Directions for this task: Write out the data below exactly, beginning with the first line and ending once the line that has "pub struct ConflictInfo" is written.

Data in this exercise:
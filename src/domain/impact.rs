//! Delete and reschedule impact calculators
//!
//! Both calculators are pure functions over a snapshot of a goal's
//! tasks plus an explicit `today`. They never mutate anything: they
//! return an [`ImpactReport`] describing the date changes a delete or
//! move would cause, and the caller decides whether to commit it.
//!
//! Conflicts are first-class outcomes, not errors. A report with
//! status [`ImpactStatus::RescheduleConflict`] still carries the fully
//! computed updates so the caller can apply it anyway; only
//! structurally invalid input (unknown task, a requested date before
//! the earliest valid one) is rejected with [`ImpactError`].

use chrono::{Duration, NaiveDate};
use serde::Serialize;
use thiserror::Error;

use super::chain::GoalChain;
use super::id::{GoalId, TaskId};
use super::span::{effective_end, effective_start_end, is_past, overlap_days, span_days};
use super::task::Task;

#[derive(Debug, Error, PartialEq)]
pub enum ImpactError {
    #[error("Task {task} not found in goal {goal}")]
    TaskNotFound { goal: GoalId, task: TaskId },

    #[error("Requested start {requested} is before the earliest valid date {min_valid}")]
    DateBeforeMinimum {
        requested: NaiveDate,
        min_valid: NaiveDate,
    },
}

/// Outcome of an impact calculation
#[derive(Debug, Clone, Copy, PartialEq, Eq, Serialize)]
#[serde(rename_all = "snake_case")]
pub enum ImpactStatus {
    /// Every computed date change is applicable
    Success,

    /// Deleting would pull at least one task before today
    DependencyConflict,

    /// Moving would land the chain on an anchored task's window, or
    /// carry tasks past one; the updates are still fully computed for
    /// a forced commit
    RescheduleConflict,
}

/// A single task's computed date change
#[derive(Debug, Clone, PartialEq, Serialize)]
pub struct DateUpdate {
    pub task_id: TaskId,
    pub new_start: NaiveDate,
    pub new_end: NaiveDate,
}

/// Details of the anchored task blocking a reschedule
#[derive(Debug, Clone, PartialEq, Serialize)]
pub struct ConflictInfo {
    /// Title of the anchored task the move collides with
    pub anchored_task_title: String,

    /// Days the worst-placed task would have to move to clear the
    /// anchored window again
    pub compression_needed_days: i64,
}

/// Non-mutating preview of what a delete or reschedule would change
#[derive(Debug, Clone, PartialEq, Serialize)]
pub struct ImpactReport {
    pub status: ImpactStatus,

    /// Date changes in chain order; only tasks whose dates actually
    /// change appear here
    pub updates: Vec<DateUpdate>,

    /// Days freed by the deletion (delete previews only)
    #[serde(skip_serializing_if = "Option::is_none")]
    pub time_saved_days: Option<i64>,

    /// Anchored tasks that blocked or bounded the cascade
    pub anchored_barriers: Vec<TaskId>,

    /// Conflict details (reschedule previews only)
    #[serde(skip_serializing_if = "Option::is_none")]
    pub conflict: Option<ConflictInfo>,

    /// Human-readable summary of the computed facts
    pub message: String,
}

impl ImpactReport {
    /// Returns true if the report can be committed without forcing
    pub fn is_success(&self) -> bool {
        self.status == ImpactStatus::Success
    }
}

/// Shifts a task's window by moving its start, preserving its span
fn shifted_update(task: &Task, new_start: NaiveDate) -> DateUpdate {
    // Scheduled tasks always resolve an effective end
    let end = effective_end(task).unwrap_or(new_start);
    let shift = new_start - task.start_date.unwrap_or(new_start);

    DateUpdate {
        task_id: task.id.clone(),
        new_start,
        new_end: end + shift,
    }
}

/// Computes the date changes caused by deleting a task
///
/// Floating tasks downstream of the deletion are pulled earlier by up
/// to the deleted task's span. An anchored task in the downstream set
/// is a hard wall: tasks behind it are pulled at most to the day after
/// the wall ends, and a task already flush against its wall stays put.
pub fn delete_impact(
    tasks: &[Task],
    goal_id: &GoalId,
    task_id: &TaskId,
    today: NaiveDate,
) -> Result<ImpactReport, ImpactError> {
    let chain = GoalChain::from_tasks(goal_id.clone(), tasks);
    let deleted = chain.get(task_id).ok_or_else(|| ImpactError::TaskNotFound {
        goal: goal_id.clone(),
        task: task_id.clone(),
    })?;

    let time_saved = span_days(deleted);
    let downstream = chain.downstream_of(deleted);

    let anchored_barriers: Vec<TaskId> = downstream
        .iter()
        .filter(|t| t.anchored)
        .map(|t| t.id.clone())
        .collect();

    let mut updates = Vec::new();

    for task in downstream.iter().filter(|t| !t.anchored) {
        // downstream_of only yields scheduled tasks
        let Some(start) = task.start_date else {
            continue;
        };

        let new_start = match chain.nearest_preceding_anchor(start, &downstream) {
            Some(barrier) => {
                let barrier_end = match effective_end(barrier) {
                    Some(end) => end,
                    None => continue,
                };

                // Free days strictly between the wall and this task
                let available = (start - barrier_end).num_days() - 1;
                if available <= 0 {
                    // Already flush against the wall
                    continue;
                }

                // Pull to just past the wall, but never further than
                // the deletion actually freed
                (barrier_end + Duration::days(1)).max(start - Duration::days(time_saved))
            }
            None => start - Duration::days(time_saved),
        };

        if new_start < start {
            updates.push(shifted_update(task, new_start));
        }
    }

    let offending: Vec<&DateUpdate> = updates
        .iter()
        .filter(|u| is_past(u.new_start, today))
        .collect();

    let (status, message) = if offending.is_empty() {
        let status = ImpactStatus::Success;
        let message = if updates.is_empty() {
            format!(
                "Deleting \"{}\" frees {} day(s); no downstream tasks move",
                deleted.title, time_saved
            )
        } else {
            format!(
                "Deleting \"{}\" frees {} day(s); {} task(s) pulled earlier",
                deleted.title,
                time_saved,
                updates.len()
            )
        };
        (status, message)
    } else {
        let names: Vec<String> = offending
            .iter()
            .filter_map(|u| chain.get(&u.task_id))
            .map(|t| format!("\"{}\"", t.title))
            .collect();
        (
            ImpactStatus::DependencyConflict,
            format!(
                "Deleting \"{}\" would pull {} task(s) before today: {}",
                deleted.title,
                names.len(),
                names.join(", ")
            ),
        )
    };

    Ok(ImpactReport {
        status,
        updates,
        time_saved_days: Some(time_saved),
        anchored_barriers,
        conflict: None,
        message,
    })
}

/// Computes the date changes caused by moving a task to a new start
///
/// Moving an anchored task changes only that task. Moving a floating
/// task shifts it and every floating task after it by the same signed
/// delta, preserving relative spacing; anchored tasks downstream stay
/// put, and if the shifted tail would land on one or cross it in
/// either direction, the report carries a [`ConflictInfo`] alongside
/// the fully computed updates.
pub fn reschedule_impact(
    tasks: &[Task],
    goal_id: &GoalId,
    task_id: &TaskId,
    new_start: NaiveDate,
    today: NaiveDate,
) -> Result<ImpactReport, ImpactError> {
    let chain = GoalChain::from_tasks(goal_id.clone(), tasks);
    let task = chain.get(task_id).ok_or_else(|| ImpactError::TaskNotFound {
        goal: goal_id.clone(),
        task: task_id.clone(),
    })?;

    // An undated task has no chain position: moving it just assigns
    // dates, bounded only by today
    let Some(current_start) = task.start_date else {
        if new_start < today {
            return Err(ImpactError::DateBeforeMinimum {
                requested: new_start,
                min_valid: today,
            });
        }

        let new_end = new_start + Duration::days(span_days(task) - 1);
        return Ok(ImpactReport {
            status: ImpactStatus::Success,
            updates: vec![DateUpdate {
                task_id: task.id.clone(),
                new_start,
                new_end,
            }],
            time_saved_days: None,
            anchored_barriers: Vec::new(),
            conflict: None,
            message: format!(
                "\"{}\" scheduled for {} (was unscheduled)",
                task.title, new_start
            ),
        });
    };

    let min_valid = if task.anchored {
        today
    } else {
        match chain.predecessor_end(task) {
            Some(end) => today.max(end + Duration::days(1)),
            None => today,
        }
    };

    if new_start < min_valid {
        return Err(ImpactError::DateBeforeMinimum {
            requested: new_start,
            min_valid,
        });
    }

    // Anchored tasks move alone; their dates are only ever changed by
    // a direct reschedule like this one
    if task.anchored {
        let update = shifted_update(task, new_start);
        let message = format!("Anchored \"{}\" moves to {}; no cascade", task.title, new_start);
        return Ok(ImpactReport {
            status: ImpactStatus::Success,
            updates: vec![update],
            time_saved_days: None,
            anchored_barriers: Vec::new(),
            conflict: None,
            message,
        });
    }

    let delta = (new_start - current_start).num_days();
    let downstream = chain.downstream_of(task);

    let anchored_barriers: Vec<TaskId> = downstream
        .iter()
        .filter(|t| t.anchored)
        .map(|t| t.id.clone())
        .collect();

    if delta == 0 {
        return Ok(ImpactReport {
            status: ImpactStatus::Success,
            updates: Vec::new(),
            time_saved_days: None,
            anchored_barriers,
            conflict: None,
            message: format!("\"{}\" already starts on {}", task.title, new_start),
        });
    }

    // The whole floating tail moves together, preserving spacing
    let mut updates = vec![shifted_update(task, new_start)];
    for t in downstream.iter().filter(|t| !t.anchored) {
        if let Some(start) = t.start_date {
            updates.push(shifted_update(t, start + Duration::days(delta)));
        }
    }

    // Chain order against every downstream anchor must survive the
    // shift: a task scheduled before an anchor must stay clear of it,
    // and one scheduled after must not be pulled back onto or past it.
    // The earliest violated anchor is reported, with the largest day
    // count needed to restore the order.
    let mut conflict = None;
    for anchor in downstream.iter().filter(|t| t.anchored) {
        let Some((a_start, a_end)) = effective_start_end(anchor) else {
            continue;
        };

        let mut violation: i64 = 0;
        for update in &updates {
            let Some(original) = chain.get(&update.task_id) else {
                continue;
            };

            let days = if update.task_id == *task_id {
                // The directly moved task only conflicts by occupying
                // the anchored window; its position is the user's call
                overlap_days(update.new_start, update.new_end, a_start, a_end)
            } else if original.start_date.is_some_and(|s| s > a_end) {
                // Was after the anchor: must not land on or before it
                (a_end - update.new_start).num_days() + 1
            } else {
                // Was before the anchor: must stay entirely before it
                (update.new_end - a_start).num_days() + 1
            };
            violation = violation.max(days);
        }

        if violation > 0 {
            conflict = Some(ConflictInfo {
                anchored_task_title: anchor.title.clone(),
                compression_needed_days: violation,
            });
            break;
        }
    }

    let moved_count = updates.len() - 1;
    let (status, message) = match &conflict {
        Some(info) => (
            ImpactStatus::RescheduleConflict,
            format!(
                "Moving \"{}\" to {} conflicts with anchored \"{}\" by {} day(s)",
                task.title, new_start, info.anchored_task_title, info.compression_needed_days
            ),
        ),
        None => (
            ImpactStatus::Success,
            if moved_count == 0 {
                format!("\"{}\" moves to {}", task.title, new_start)
            } else {
                format!(
                    "\"{}\" moves to {}; {} downstream task(s) shift by {} day(s)",
                    task.title,
                    new_start,
                    moved_count,
                    delta.abs()
                )
            },
        ),
    };

    Ok(ImpactReport {
        status,
        updates,
        time_saved_days: None,
        anchored_barriers,
        conflict,
        message,
    })
}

Exercise output:
filename src/domain/impact.rs
//! Delete and reschedule impact calculators
//!
//! Both calculators are pure functions over a snapshot of a goal's
//! tasks plus an explicit `today`. They never mutate anything: they
//! return an [`ImpactReport`] describing the date changes a delete or
//! move would cause, and the caller decides whether to commit it.
//!
//! Conflicts are first-class outcomes, not errors. A report with
//! status [`ImpactStatus::RescheduleConflict`] still carries the fully
//! computed updates so the caller can apply it anyway; only
//! structurally invalid input (unknown task, a requested date before
//! the earliest valid one) is rejected with [`ImpactError`].

use chrono::{Duration, NaiveDate};
use serde::Serialize;
use thiserror::Error;

use super::chain::GoalChain;
use super::id::{GoalId, TaskId};
use super::span::{effective_end, effective_start_end, is_past, overlap_days, span_days};
use super::task::Task;

#[derive(Debug, Error, PartialEq)]
pub enum ImpactError {
    #[error("Task {task} not found in goal {goal}")]
    TaskNotFound { goal: GoalId, task: TaskId },

    #[error("Requested start {requested} is before the earliest valid date {min_valid}")]
    DateBeforeMinimum {
        requested: NaiveDate,
        min_valid: NaiveDate,
    },
}

/// Outcome of an impact calculation
#[derive(Debug, Clone, Copy, PartialEq, Eq, Serialize)]
#[serde(rename_all = "snake_case")]
pub enum ImpactStatus {
    /// Every computed date change is applicable
    Success,

    /// Deleting would pull at least one task before today
    DependencyConflict,

    /// Moving would land the chain on an anchored task's window, or
    /// carry tasks past one; the updates are still fully computed for
    /// a forced commit
    RescheduleConflict,
}

/// A single task's computed date change
#[derive(Debug, Clone, PartialEq, Serialize)]
pub struct DateUpdate {
    pub task_id: TaskId,
    pub new_start: NaiveDate,
    pub new_end: NaiveDate,
}

/// Details of the anchored task blocking a reschedule
#[derive(Debug, Clone, PartialEq, Serialize)]
pub struct ConflictInfo {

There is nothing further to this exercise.